- TASK DETAILS
Retype exactly the lines that run from the line with "cannot release the" to the final line of the entries, keeping both ends and nothing else.

- EXERCISE DATA
'''
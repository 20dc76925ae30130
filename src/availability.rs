//! Availability cache: TTL-cached, single-flight view of the backend's
//! maintenance flag.
//!
//! DESIGN
//! ======
//! `AvailabilityState` lives in a `watch` channel written only by the probe
//! task. A fresh cached value (checked less than `window` ago) is returned
//! without touching the network. Otherwise callers join the in-flight probe if
//! there is one, or start it. The probe runs in its own spawned task so it
//! always settles and updates shared state, even if every waiting caller has
//! gone away.
//!
//! TRADE-OFFS
//! ==========
//! Anything short of an explicit `"ok"` is reported as blocked: a network
//! failure, a 503, an unknown status, an unparsable body. A brief false denial
//! is preferred over letting users act against a degraded backend.
//!
//! No timeout is applied to the probe itself. A hung probe keeps the in-flight
//! slot occupied, so later forced checks join it rather than starting another.

use std::sync::{Arc, Mutex, PoisonError};
use std::time::Duration;

use futures::FutureExt;
use futures::future::{BoxFuture, Shared};
use serde::Deserialize;
use tokio::sync::watch;
use tokio::time::Instant;

use crate::http::{AVAILABILITY_PATH, ApiRequest, ApiResponse, HttpTransport};

pub const MAINTENANCE_MESSAGE: &str = "Portal under maintenance.";
pub const SERVICE_UNAVAILABLE_MESSAGE: &str = "Service temporarily unavailable (503).";
pub const NETWORK_FAILURE_MESSAGE: &str = "Network error or server unavailable.";
const SERVER_ERROR_MESSAGE: &str = "Server error.";

// =============================================================================
// STATE
// =============================================================================

/// Latest known availability. `is_active == true` means degraded/blocked.
#[derive(Debug, Clone, PartialEq, Eq, Default)]
pub struct AvailabilityState {
    pub is_active: bool,
    pub message: String,
    /// `None` until the first probe settles.
    pub last_checked_at: Option<Instant>,
}

#[derive(Debug, Clone, Copy, PartialEq, Eq)]
pub enum Freshness {
    Unchecked,
    Fresh,
    Stale,
}

/// Interpreted probe result.
#[derive(Debug, Clone, PartialEq, Eq)]
pub struct ProbeOutcome {
    pub blocked: bool,
    pub message: String,
}

impl ProbeOutcome {
    fn available() -> Self {
        Self { blocked: false, message: String::new() }
    }

    fn blocked(message: impl Into<String>) -> Self {
        Self { blocked: true, message: message.into() }
    }

    /// Outcome when no response reached the client.
    #[must_use]
    pub fn unreachable() -> Self {
        Self::blocked(NETWORK_FAILURE_MESSAGE)
    }
}

#[derive(Debug, Default, Deserialize)]
struct ProbeBody {
    #[serde(default)]
    status: Option<String>,
    #[serde(default)]
    message: Option<String>,
}

/// Map a probe response onto available / blocked.
#[must_use]
pub fn interpret_probe(response: &ApiResponse) -> ProbeOutcome {
    let body: ProbeBody = serde_json::from_str(&response.body).unwrap_or_default();
    let message = body.message.filter(|m| !m.trim().is_empty());

    if response.status == 503 {
        return ProbeOutcome::blocked(message.unwrap_or_else(|| SERVICE_UNAVAILABLE_MESSAGE.to_owned()));
    }
    if !response.is_success() {
        let detail = message.unwrap_or_else(|| SERVER_ERROR_MESSAGE.to_owned());
        return ProbeOutcome::blocked(format!("Error {}: {detail}", response.status));
    }
    match body.status.as_deref() {
        Some("ok") => ProbeOutcome::available(),
        _ => ProbeOutcome::blocked(message.unwrap_or_else(|| MAINTENANCE_MESSAGE.to_owned())),
    }
}

// =============================================================================
// CACHE
// =============================================================================

type SharedProbe = Shared<BoxFuture<'static, bool>>;

/// Cloneable handle; all clones share one state and one in-flight slot.
#[derive(Clone)]
pub struct AvailabilityCache {
    inner: Arc<CacheInner>,
}

struct CacheInner {
    transport: Arc<dyn HttpTransport>,
    state: watch::Sender<AvailabilityState>,
    in_flight: Mutex<Option<SharedProbe>>,
    window: Duration,
}

impl AvailabilityCache {
    #[must_use]
    pub fn new(transport: Arc<dyn HttpTransport>, window: Duration) -> Self {
        Self {
            inner: Arc::new(CacheInner {
                transport,
                state: watch::Sender::new(AvailabilityState::default()),
                in_flight: Mutex::new(None),
                window,
            }),
        }
    }

    /// Snapshot of the current state.
    #[must_use]
    pub fn current(&self) -> AvailabilityState {
        self.inner.state.borrow().clone()
    }

    /// Read-only reactive view of the state.
    #[must_use]
    pub fn subscribe(&self) -> watch::Receiver<AvailabilityState> {
        self.inner.state.subscribe()
    }

    #[must_use]
    pub fn window(&self) -> Duration {
        self.inner.window
    }

    #[must_use]
    pub fn freshness(&self) -> Freshness {
        match self.inner.state.borrow().last_checked_at {
            None => Freshness::Unchecked,
            Some(at) if at.elapsed() < self.inner.window => Freshness::Fresh,
            Some(_) => Freshness::Stale,
        }
    }

    /// Whether an availability probe is currently outstanding.
    #[must_use]
    pub fn probe_in_flight(&self) -> bool {
        self.inner
            .in_flight
            .lock()
            .unwrap_or_else(PoisonError::into_inner)
            .is_some()
    }

    /// Return `true` if the backend is blocked/degraded.
    ///
    /// Uses the cached value when fresh and `force_refresh` is false;
    /// otherwise joins or starts the single outstanding probe.
    pub async fn ensure_availability(&self, force_refresh: bool) -> bool {
        if !force_refresh {
            if let Some(cached) = self.fresh_value() {
                tracing::debug!(blocked = cached, "availability cache hit");
                return cached;
            }
        }
        self.join_or_start_probe().await
    }

    fn fresh_value(&self) -> Option<bool> {
        let state = self.inner.state.borrow();
        match state.last_checked_at {
            Some(at) if at.elapsed() < self.inner.window => Some(state.is_active),
            _ => None,
        }
    }

    fn join_or_start_probe(&self) -> SharedProbe {
        let mut slot = self
            .inner
            .in_flight
            .lock()
            .unwrap_or_else(PoisonError::into_inner);
        if let Some(probe) = slot.as_ref() {
            tracing::debug!("joining in-flight availability probe");
            return probe.clone();
        }

        // Spawned while the slot is locked, so the task cannot release the
        // slot before the probe handle is stored in it.
        let inner = Arc::clone(&self.inner);
        let task = tokio::spawn(async move { inner.run_probe().await });
        let probe = async move {
            task.await.unwrap_or_else(|e| {
                tracing::warn!(error = %e, "availability probe task failed; treating as blocked");
                true
            })
        }
        .boxed()
        .shared();

        *slot = Some(probe.clone());
        probe
    }
}

impl CacheInner {
    async fn run_probe(&self) -> bool {
        let outcome = match self.transport.send(&ApiRequest::get(AVAILABILITY_PATH)).await {
            Ok(response) => interpret_probe(&response),
            Err(e) => {
                tracing::warn!(error = %e, "availability probe unreachable");
                ProbeOutcome::unreachable()
            }
        };

        let blocked = outcome.blocked;
        self.state.send_modify(|s| {
            if s.is_active != blocked {
                if blocked {
                    tracing::info!(message = %outcome.message, "backend reported degraded");
                } else {
                    tracing::info!("backend available");
                }
            }
            s.is_active = blocked;
            s.message = outcome.message;
            s.last_checked_at = Some(Instant::now());
        });

        self.in_flight
            .lock()
            .unwrap_or_else(PoisonError::into_inner)
            .take();
        blocked
    }
}

#[cfg(test)]
#[path = "availability_test.rs"]
mod tests;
'''
- OUTPUT BELOW
        // Spawned while the slot is locked, so the task cannot release the
        // slot before the probe handle is stored in it.
        let inner = Arc::clone(&self.inner);
        let task = tokio::spawn(async move { inner.run_probe().await });
        let probe = async move {
            task.await.unwrap_or_else(|e| {
                tracing::warn!(error = %e, "availability probe task failed; treating as blocked");
                true
            })
        }
        .boxed()
        .shared();

        *slot = Some(probe.clone());
        probe
    }
}

impl CacheInner {
    async fn run_probe(&self) -> bool {
        let outcome = match self.transport.send(&ApiRequest::get(AVAILABILITY_PATH)).await {
            Ok(response) => interpret_probe(&response),
            Err(e) => {
                tracing::warn!(error = %e, "availability probe unreachable");
                ProbeOutcome::unreachable()
            }
        };

        let blocked = outcome.blocked;
        self.state.send_modify(|s| {
            if s.is_active != blocked {
                if blocked {
                    tracing::info!(message = %outcome.message, "backend reported degraded");
                } else {
                    tracing::info!("backend available");
                }
            }
            s.is_active = blocked;
            s.message = outcome.message;
            s.last_checked_at = Some(Instant::now());
        });

        self.in_flight
            .lock()
            .unwrap_or_else(PoisonError::into_inner)
            .take();
        blocked
    }
}

#[cfg(test)]
#[path = "availability_test.rs"]
mod tests;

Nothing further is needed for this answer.